Bab 14

“Mas! Kenapa kamu kunci pintunya? Lepaskan aku, Mas!” Shafira berteriak sambil memukul daun pintu dengan keras, tapi Erick mengabaikannya.  

“Apa salahku, kenapa aku di kurung di sini!” seru Shafira lagi, ia menangis karena kecewa dan marah pada Erick.  

“Aku tahu alasanmu pergi ke makam ibumu karena mau bertemu selingkuhan mu itu, kan?”  

Dua manusia itu saling bersahutan dari balik sisi pintu. Sementara Wulan terus saja menahan tawa dengan menutup mulutnya. Ia senang karena reaksi Erick sungguh di luar dugaan. Ia pikir suaminya, hanya akan melarang Shafira tapi ternyata Erick justru mengurungnya.

Rencananya berhasil dengan gemilang. Ia memutuskan untuk pergi mengambil belanjaannya yang masih ada dihalaman. Ia segera membongkar hasil belanjanya di kamar dan tertawa sepuasnya di sana.

Shafira berpikir sejenak, lalu mengusap dadanya dan menggelengkan kepalanya.

“Apa kamu tidak percaya padaku, Mas? Aku tidak selingkuh!”

“Kamu bohong, siapa laki-laki itu kalau bukan selingkuhanmu?”

“Apa maksudmu Ardan, mas? Dia bukan selingkuhan! Dia cuma teman, Mas!”

Ternyata ucapan Shafira yang menyebutkan nama seorang pria, justru semakin membuat Erick kesal dan marah, ia menendang pintu dan berteriak cukup keras!

“Kalau soal laki-laki, jangan harap aku akan percaya padamu Shafira!”

Erick pergi setelah puas menendang pintu sekali lagi, ia mengabaikan hati nurani dan menutup mata jika Shafira adalah istrinya sendiri.

Sementara Shafira terus menangis dan memohon agar Erick mengizinkannya pergi. Ia hanya ingin mengunjungi ibunya, apa itu salah?

Keadaan itu berlangsung hingga keesokan hari, semalaman Shafira tidak berhenti menangis dan memanggil nama sang suami, tapi usahanya sia-sia. Kelelahan dan kelaparan mendera, sebab mulai pagi itu ia kembali mengalami morning sick les. Akibatnya, ia muntah beberapa kali.

Shafira sudah hampir menyerah dengan kekerasan yang selalu di lakukan oleh suaminya. Akhirnya, ia diam dan memilih untuk meringkuk di tempat tidur. Lalu, Ia melakukan ibadah dan berdoa untuk kebaikan dirinya sendiri. Selain itu, ia mendoakan ayah dan ibunya.
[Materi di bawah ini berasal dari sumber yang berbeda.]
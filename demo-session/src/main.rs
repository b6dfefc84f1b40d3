use session_lifecycle::SessionScope;
use tracing_subscriber::{layer::SubscriberExt, util::SubscriberInitExt};

fn init_tracing(app_name: &str) {
    let env_filter = tracing_subscriber::EnvFilter::try_from_default_env().unwrap_or_else(|_| {
        #[cfg(debug_assertions)]
        {
            format!("session_lifecycle=debug,{app_name}=debug,info").into()
        }

        #[cfg(not(debug_assertions))]
        {
            "info".into()
        }
    });

    tracing_subscriber::registry()
        .with(env_filter)
        .with(tracing_subscriber::fmt::layer())
        .init();

    tracing::info!("You can increase verbosity by setting the RUST_LOG environment variable.");
}

/// Walk one session through its lifecycle against the configured store
#[tokio::main]
async fn main() -> Result<(), Box<dyn std::error::Error>> {
    dotenvy::dotenv().ok();
    init_tracing("demo_session");

    let user_id = std::env::args().nth(1).unwrap_or_else(|| "demo-user".to_string());
    let manager = session_lifecycle::init().await?;
    tracing::info!(config = ?manager.config(), "Session manager ready");

    // Login request
    let mut login = SessionScope::new();
    let session_id = manager.create(&mut login, &user_id).await?;
    println!("Created session for {user_id}");

    // A later request presenting the session cookie
    let mut request = SessionScope::new();
    match manager.validate(&mut request, session_id.as_str()).await? {
        Some(user) => println!("Session belongs to {user}"),
        None => println!("Session not found"),
    }
    if let Some(csrf) = manager.current_csrf_token(&request) {
        println!("CSRF token: {}", csrf.as_str());
        println!(
            "CSRF token accepted: {}",
            manager.verify_csrf_token(&request, csrf.as_str())
        );
    }
    request.settle().await;

    // Logout
    let removed = manager.remove(&mut request).await?;
    println!("Session removed: {removed}");

    let mut after = SessionScope::new();
    let found = manager.validate(&mut after, session_id.as_str()).await?;
    println!("Session still valid after logout: {}", found.is_some());

    Ok(())
}
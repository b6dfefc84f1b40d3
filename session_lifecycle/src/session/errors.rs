use thiserror::Error;

use crate::storage::StorageError;
use crate::utils::UtilError;

/// Failures of the session lifecycle.
///
/// A missing or expired session is not an error; it is reported as `None`/`false`
/// by the manager. Every variant here must be rendered as "not authenticated" at
/// the request boundary so callers cannot probe for session existence.
#[derive(Debug, Error, Clone)]
pub enum SessionError {
    /// The session store failed to answer; the session's state is unknown
    #[error("Session store unavailable: {0}")]
    StoreUnavailable(String),

    /// Two consecutive generated session IDs collided with existing records
    #[error("Session ID collided twice; token source may be broken")]
    TokenConflict,

    #[error("Token generation failed: {0}")]
    TokenGeneration(String),

    #[error("Invalid session configuration: {0}")]
    Config(String),
}

impl From<StorageError> for SessionError {
    fn from(err: StorageError) -> Self {
        match err {
            StorageError::Config(msg) => Self::Config(msg),
            other => Self::StoreUnavailable(other.to_string()),
        }
    }
}

impl From<UtilError> for SessionError {
    fn from(err: UtilError) -> Self {
        Self::TokenGeneration(err.to_string())
    }
}
mod config;
mod errors;
mod session_store;
mod types;

pub use config::session_store_from_env;
pub use errors::StorageError;
pub use session_store::{
    InMemorySessionStore, PostgresSessionStore, RedisSessionStore, SessionStore,
    SqliteSessionStore,
};
pub use types::StoredSession;
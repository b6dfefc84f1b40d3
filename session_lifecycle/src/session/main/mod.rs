mod manager;
mod policy;
mod scope;


pub use manager::{SessionManager, SessionManagerBuilder};
pub use policy::should_refresh;
pub use scope::SessionScope;
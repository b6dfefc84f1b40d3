use std::sync::{Arc, Once};

use chrono::{DateTime, Utc};
use session_lifecycle::{
    ManualClock, RefreshMode, SessionConfig, SessionManager, SessionStore,
};

/// Load `.env_test` (falling back to `.env`) once per test binary
pub fn init_test_environment() {
    static ENV_INIT: Once = Once::new();
    ENV_INIT.call_once(|| {
        if dotenvy::from_filename(".env_test").is_err() {
            dotenvy::dotenv().ok();
        }
    });
}

pub fn start_time() -> DateTime<Utc> {
    DateTime::from_timestamp(1_750_000_000, 0).expect("valid timestamp")
}

/// Manager over `store` driven by a manual clock, refreshing inline
pub fn manager_with_clock(store: Arc<dyn SessionStore>) -> (SessionManager, Arc<ManualClock>) {
    init_test_environment();
    let clock = Arc::new(ManualClock::new(start_time()));
    let manager = SessionManager::builder(store)
        .config(SessionConfig::default().with_refresh_mode(RefreshMode::Inline))
        .clock(clock.clone())
        .build()
        .expect("valid configuration");
    (manager, clock)
}
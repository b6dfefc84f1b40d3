use tokio::task::JoinHandle;

use crate::session::types::{CsrfToken, Session, SessionId, UserId};

/// Session state of one unit of work (typically one request).
///
/// Holds at most one loaded session. Create one per request and pass it to every
/// [`SessionManager`](super::SessionManager) call; never share it between
/// concurrent requests.
#[derive(Debug, Default)]
pub struct SessionScope {
    session: Option<Session>,
    pending_refresh: Option<JoinHandle<()>>,
}

impl SessionScope {
    pub fn new() -> Self {
        Self::default()
    }

    pub fn session(&self) -> Option<&Session> {
        self.session.as_ref()
    }

    pub fn is_loaded(&self) -> bool {
        self.session.is_some()
    }

    pub fn session_id(&self) -> Option<&SessionId> {
        self.session.as_ref().map(|s| &s.session_id)
    }

    pub fn user_id(&self) -> Option<&UserId> {
        self.session.as_ref().map(|s| &s.user_id)
    }

    /// CSRF token of the loaded session, or `None` if nothing is loaded
    pub fn csrf_token(&self) -> Option<&CsrfToken> {
        self.session.as_ref().map(|s| &s.csrf_token)
    }

    /// Wait for a background expiration refresh started by this scope, if any.
    ///
    /// Refresh failures were already logged; nothing is reported here.
    pub async fn settle(&mut self) {
        if let Some(handle) = self.pending_refresh.take() {
            if let Err(e) = handle.await {
                tracing::warn!(error = %e, "Background session refresh did not complete");
            }
        }
    }

    pub(super) fn load(&mut self, session: Session) {
        self.session = Some(session);
    }

    pub(super) fn clear(&mut self) {
        self.session = None;
    }

    pub(super) fn track_refresh(&mut self, handle: JoinHandle<()>) {
        self.pending_refresh = Some(handle);
    }
}
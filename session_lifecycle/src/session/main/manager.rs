use std::sync::Arc;

use chrono::{DateTime, Utc};
use subtle::ConstantTimeEq;
use tracing::Instrument;

use crate::config::{RefreshMode, SessionConfig};
use crate::session::clock::{Clock, SystemClock};
use crate::session::errors::SessionError;
use crate::session::token::{SecureTokenGenerator, TokenGenerator};
use crate::session::types::{CsrfToken, Session, SessionId, UserId};
use crate::storage::{SessionStore, StorageError, StoredSession};
use crate::utils::redact_id;

use super::policy::{expiry_from, is_well_formed_session_id, should_refresh};
use super::scope::SessionScope;

/// A freshly generated ID may collide once; a second collision is fatal
const CREATE_ATTEMPTS: usize = 2;

/// Applies the session lifecycle policy against a [`SessionStore`].
///
/// The manager holds no per-request state and is cheap to clone; request state
/// lives in the [`SessionScope`] passed to each call.
#[derive(Clone)]
pub struct SessionManager {
    store: Arc<dyn SessionStore>,
    tokens: Arc<dyn TokenGenerator>,
    clock: Arc<dyn Clock>,
    config: SessionConfig,
}

pub struct SessionManagerBuilder {
    store: Arc<dyn SessionStore>,
    tokens: Option<Arc<dyn TokenGenerator>>,
    clock: Option<Arc<dyn Clock>>,
    config: SessionConfig,
}

impl SessionManagerBuilder {
    pub fn config(mut self, config: SessionConfig) -> Self {
        self.config = config;
        self
    }

    pub fn token_generator(mut self, tokens: Arc<dyn TokenGenerator>) -> Self {
        self.tokens = Some(tokens);
        self
    }

    pub fn clock(mut self, clock: Arc<dyn Clock>) -> Self {
        self.clock = Some(clock);
        self
    }

    /// Validate the configuration and assemble the manager
    pub fn build(self) -> Result<SessionManager, SessionError> {
        self.config.validate()?;
        Ok(SessionManager {
            store: self.store,
            tokens: self
                .tokens
                .unwrap_or_else(|| Arc::new(SecureTokenGenerator)),
            clock: self.clock.unwrap_or_else(|| Arc::new(SystemClock)),
            config: self.config,
        })
    }
}

impl std::fmt::Debug for SessionManager {
    fn fmt(&self, f: &mut std::fmt::Formatter<'_>) -> std::fmt::Result {
        f.debug_struct("SessionManager")
            .field("config", &self.config)
            .finish_non_exhaustive()
    }
}

impl SessionManager {
    /// Start building a manager over `store` with the default configuration,
    /// the system CSPRNG and the wall clock
    pub fn builder(store: Arc<dyn SessionStore>) -> SessionManagerBuilder {
        SessionManagerBuilder {
            store,
            tokens: None,
            clock: None,
            config: SessionConfig::default(),
        }
    }

    pub fn config(&self) -> &SessionConfig {
        &self.config
    }

    pub fn store(&self) -> &Arc<dyn SessionStore> {
        &self.store
    }

    /// Look up `session_id` and load it into `scope`.
    ///
    /// Returns the session's user on success and `None` when the ID is unknown,
    /// malformed or expired. A store failure is an error, never `None`. When the
    /// refresh policy fires, the expiration is pushed to `now + lifetime`; a failed
    /// refresh is logged and does not affect the result.
    #[tracing::instrument(skip_all, fields(session = %redact_id(session_id)))]
    pub async fn validate(
        &self,
        scope: &mut SessionScope,
        session_id: &str,
    ) -> Result<Option<UserId>, SessionError> {
        scope.clear();

        if !is_well_formed_session_id(session_id) {
            tracing::debug!("Rejecting malformed session id");
            return Ok(None);
        }

        let stored = match self.store.get(session_id).await {
            Ok(Some(stored)) => stored,
            Ok(None) => {
                tracing::debug!("No session found");
                return Ok(None);
            }
            Err(e) => {
                tracing::error!(error = %e, "Session lookup failed");
                return Err(e.into());
            }
        };

        let now = self.clock.now();
        if stored.is_expired_at(now) {
            tracing::debug!(expires_at = %stored.expires_at, "Session expired");
            if let Err(e) = self.store.delete(session_id).await {
                tracing::warn!(error = %e, "Failed to reap expired session");
            }
            return Ok(None);
        }

        let session = Session::from(stored);
        if should_refresh(session.expires_at, now, &self.config) {
            self.refresh_expiration(scope, session_id, now).await;
        }

        let user_id = session.user_id.clone();
        tracing::debug!(user_id = %user_id, "Session validated");
        scope.load(session);
        Ok(Some(user_id))
    }

    async fn refresh_expiration(
        &self,
        scope: &mut SessionScope,
        session_id: &str,
        now: DateTime<Utc>,
    ) {
        let expires_at = match expiry_from(now, self.config.lifetime) {
            Ok(expires_at) => expires_at,
            Err(e) => {
                tracing::warn!(error = %e, "Skipping session refresh");
                return;
            }
        };

        let store = Arc::clone(&self.store);
        let session_id = session_id.to_string();
        let write = async move {
            match store.update_expiration(&session_id, expires_at).await {
                Ok(true) => tracing::debug!(%expires_at, "Session expiration refreshed"),
                Ok(false) => tracing::debug!("Session disappeared before refresh"),
                Err(e) => tracing::warn!(error = %e, "Failed to refresh session expiration"),
            }
        }
        .instrument(tracing::Span::current());

        match self.config.refresh_mode {
            RefreshMode::Inline => write.await,
            RefreshMode::Background => scope.track_refresh(tokio::spawn(write)),
        }
    }

    /// Mint a session for an already authenticated `user_id` and load it into `scope`.
    ///
    /// If `scope` already holds a session its ID is returned unchanged and nothing
    /// is written.
    #[tracing::instrument(skip(self, scope))]
    pub async fn create(
        &self,
        scope: &mut SessionScope,
        user_id: &str,
    ) -> Result<SessionId, SessionError> {
        if let Some(existing) = scope.session_id() {
            tracing::debug!("Session already loaded, not creating another");
            return Ok(existing.clone());
        }

        let expires_at = expiry_from(self.clock.now(), self.config.lifetime)?;

        let mut attempt = 0;
        loop {
            attempt += 1;

            let session_id = self.tokens.random(self.config.token_length)?;
            if !is_well_formed_session_id(&session_id) {
                tracing::error!("Token generator produced an unusable session id");
                return Err(SessionError::TokenGeneration(
                    "generated session id is outside the URL-safe alphabet".to_string(),
                ));
            }

            let session = Session {
                session_id: SessionId::new(session_id),
                user_id: UserId::new(user_id),
                csrf_token: CsrfToken::new(self.tokens.random(self.config.token_length)?),
                expires_at,
            };

            match self.store.create(&StoredSession::from(&session)).await {
                Ok(()) => {
                    let session_id = session.session_id.clone();
                    tracing::info!(
                        session = %redact_id(session_id.as_str()),
                        %expires_at,
                        "Session created"
                    );
                    scope.load(session);
                    return Ok(session_id);
                }
                Err(StorageError::Conflict(_)) if attempt < CREATE_ATTEMPTS => {
                    tracing::warn!(attempt, "Generated session id already exists, retrying");
                }
                Err(StorageError::Conflict(_)) => {
                    tracing::error!(attempt, "Generated session ids keep colliding");
                    return Err(SessionError::TokenConflict);
                }
                Err(e) => {
                    tracing::error!(error = %e, "Failed to persist new session");
                    return Err(e.into());
                }
            }
        }
    }

    /// Delete the session loaded in `scope`.
    ///
    /// Returns `false` without touching the store when nothing is loaded. On a
    /// store failure the scope keeps its session so the caller can retry.
    #[tracing::instrument(skip_all)]
    pub async fn remove(&self, scope: &mut SessionScope) -> Result<bool, SessionError> {
        let Some(session_id) = scope.session_id().cloned() else {
            return Ok(false);
        };

        match self.store.delete(session_id.as_str()).await {
            Ok(existed) => {
                tracing::debug!(
                    session = %redact_id(session_id.as_str()),
                    existed,
                    "Session removed"
                );
                scope.clear();
                Ok(true)
            }
            Err(e) => {
                tracing::error!(error = %e, "Failed to remove session");
                Err(e.into())
            }
        }
    }

    /// Delete every stored session whose expiration has passed.
    ///
    /// Validation only reaps the records it is asked about; hosts backed by a SQL
    /// store call this periodically to clear abandoned sessions.
    #[tracing::instrument(skip_all)]
    pub async fn purge_expired(&self) -> Result<u64, SessionError> {
        let purged = self
            .store
            .delete_expired(self.clock.now())
            .await
            .inspect_err(|e| tracing::error!(error = %e, "Failed to purge expired sessions"))?;
        tracing::info!(purged, "Purged expired sessions");
        Ok(purged)
    }

    /// CSRF token bound to the session loaded in `scope`
    pub fn current_csrf_token<'a>(&self, scope: &'a SessionScope) -> Option<&'a CsrfToken> {
        scope.csrf_token()
    }

    /// Compare a client-presented CSRF token with the loaded session's token in
    /// constant time. `false` when no session is loaded.
    pub fn verify_csrf_token(&self, scope: &SessionScope, presented: &str) -> bool {
        match scope.csrf_token() {
            Some(token) => token.as_str().as_bytes().ct_eq(presented.as_bytes()).into(),
            None => false,
        }
    }
}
Melepas rindu dengan tangis dan menghadirkan bayangan mereka di kamarnya.

Saat siang hari, keadaan rumah mulai sepi, karena Wulan dan Erick tentu saja sudah pergi bekerja seperti biasa. Sementara Shafira hanya melihat pemandangan dari balik jendela.  

Kebetulan jendela kamarnya tidak menghadap ke jalanan atau taman, hingga ia tidak bisa melihat apa-apa dari sana. Namun, dalam hati ia mulai mengamati keadaan sekitar, dan melihat tembok sebelah kamarnya yang tidak terlalu tinggi. Terkadang, ia mendengar suara-suara ramai orang di balik tembok pembatas itu.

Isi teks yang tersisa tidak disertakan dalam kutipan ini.